On bioRxiv: Segregation distortion in Arabidopsis thaliana

The genetic architecture of recurrent segregation distortion in Arabidopsis thaliana

Danelle K. Seymour, Eunyoung Chae, Burak I. Ariöz, Daniel Koenig, Detlef Weigel


The equal probability of transmission of alleles from either parent during sexual reproduction is a central tenet of genetics and evolutionary biology. Yet, there are many cases where this rule is violated. Such violations limit intraspecific gene flow and can facilitate the formation of genetic barriers, a first step in speciation. Biased transmission of alleles, or segregation distortion, can result from a number of biological processes including epistatic interactions between incompatible loci, gametic selection, and meiotic drive.

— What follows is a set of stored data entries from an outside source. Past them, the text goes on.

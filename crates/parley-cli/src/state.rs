//! Application state wiring the client together.
//!
//! AppState pins the core's generic ports to the concrete infra adapters:
//! `HttpMessageApi` for persistence and `WsTransport` for the push channel.
//! It owns the one `ConnectionManager` of the process and hands it to
//! controllers as an `Arc<dyn PushChannel>`.

use std::sync::Arc;

use anyhow::Context;
use tracing::{debug, info};

use parley_core::connection::{ConnectionManager, PushChannel, ReconnectPolicy, SessionHandle};
use parley_core::controller::{ControllerSettings, ConversationController};
use parley_core::credential::BoxCredentialSource;
use parley_infra::config::{load_client_config, load_config_file, resolve_data_dir};
use parley_infra::credential::chain::build_credential_chain;
use parley_infra::http::HttpMessageApi;
use parley_infra::push::WsTransport;
use parley_types::config::ClientConfig;
use parley_types::error::PushError;
use parley_types::id::UserId;

use crate::cli::GlobalArgs;

pub type Connection = ConnectionManager<WsTransport, BoxCredentialSource>;
pub type Controller = ConversationController<HttpMessageApi>;

/// Outcome of bringing up the push session.
#[derive(Debug)]
pub enum PushStatus {
    Connected(SessionHandle),
    /// No credential could be found; nothing was attempted.
    NoCredential,
    /// The handshake failed for a reason other than authorization. REST
    /// still works, so the caller may carry on without live updates.
    Unavailable(PushError),
}

pub struct AppState {
    pub config: ClientConfig,
    pub user: UserId,
    pub api: Arc<HttpMessageApi>,
    pub connection: Arc<Connection>,
}

impl AppState {
    /// Load config, apply command-line overrides and build the adapters.
    pub async fn init(args: &GlobalArgs) -> anyhow::Result<Self> {
        let mut config = match &args.config {
            Some(path) => load_config_file(path).await?,
            None => load_client_config(&resolve_data_dir()).await,
        };
        apply_overrides(&mut config, args);

        let user = config
            .user_id
            .clone()
            .map(UserId::from)
            .context("no user configured: pass --user or set user_id in config.toml")?;

        let credentials = BoxCredentialSource::new(build_credential_chain(&config));
        let api = HttpMessageApi::new(&config.api_url, credentials.clone(), config.request_timeout())?;
        let policy = ReconnectPolicy {
            max_attempts: config.reconnect_attempts,
            delay: config.reconnect_delay(),
        };
        let connection = ConnectionManager::new(WsTransport::new(config.push_url.clone()), credentials, policy);

        debug!(api_url = %config.api_url, push_url = %config.push_url, user = %user, "client configured");
        Ok(Self {
            config,
            user,
            api: Arc::new(api),
            connection: Arc::new(connection),
        })
    }

    /// Establish the push session for the configured user.
    ///
    /// A rejected credential is an error: REST calls would be rejected too.
    pub async fn connect(&self) -> anyhow::Result<PushStatus> {
        match self.connection.connect(&self.user).await {
            Ok(Some(handle)) => Ok(PushStatus::Connected(handle)),
            Ok(None) => Ok(PushStatus::NoCredential),
            Err(PushError::Unauthorized) => anyhow::bail!(
                "the push service rejected the credential in ${}; sign in again",
                self.config.token_env
            ),
            Err(e) => Ok(PushStatus::Unavailable(e)),
        }
    }

    pub fn controller(&self) -> Controller {
        let push: Arc<dyn PushChannel> = self.connection.clone();
        ConversationController::new(
            self.user.clone(),
            Arc::clone(&self.api),
            push,
            ControllerSettings::from_config(&self.config),
        )
    }

    /// Tear down the push session. Called once on exit.
    pub async fn shutdown(&self) {
        self.connection.disconnect().await;
        info!(user = %self.user, "client shut down");
    }
}

fn apply_overrides(config: &mut ClientConfig, args: &GlobalArgs) {
    if let Some(url) = &args.api_url {
        config.api_url = url.clone();
    }
    if let Some(url) = &args.push_url {
        config.push_url = url.clone();
    }
    if let Some(user) = &args.user {
        config.user_id = Some(user.clone());
    }
}

#[cfg(test)]
mod tests {
    use super::*;

    #[test]
    fn flags_override_config_values() {
        let mut config = ClientConfig {
            user_id: Some("from-file".into()),
            ..ClientConfig::default()
        };
        let args = GlobalArgs {
            api_url: Some("http://api.test".into()),
            user: Some("u1".into()),
            ..GlobalArgs::default()
        };

        apply_overrides(&mut config, &args);

        assert_eq!(config.api_url, "http://api.test");
        assert_eq!(config.push_url, ClientConfig::default().push_url);
        assert_eq!(config.user_id.as_deref(), Some("u1"));
    }

    #[test]
    fn absent_flags_keep_config_values() {
        let mut config = ClientConfig {
            user_id: Some("from-file".into()),
            ..ClientConfig::default()
        };
        apply_overrides(&mut config, &GlobalArgs::default());
        assert_eq!(config.user_id.as_deref(), Some("from-file"));
    }
}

Examples of these phenomena have been identified in many species, implying that they are universal, but comprehensive species-wide studies of segregation distortion are lacking. We have performed a species-wide screen for distorted allele frequencies in over 500 segregating populations of Arabidopsis thaliana using reduced-representation genome sequencing. Biased transmission of alleles was evident in up to a quarter of surveyed populations. Most populations exhibited distortion at only one genomic region, with some regions being repeatedly affected in multiple populations. Our results begin to elucidate the species-level architecture of biased transmission of genetic material in A. thaliana, and serve as a springboard for future studies into the basis of intraspecific genetic barriers.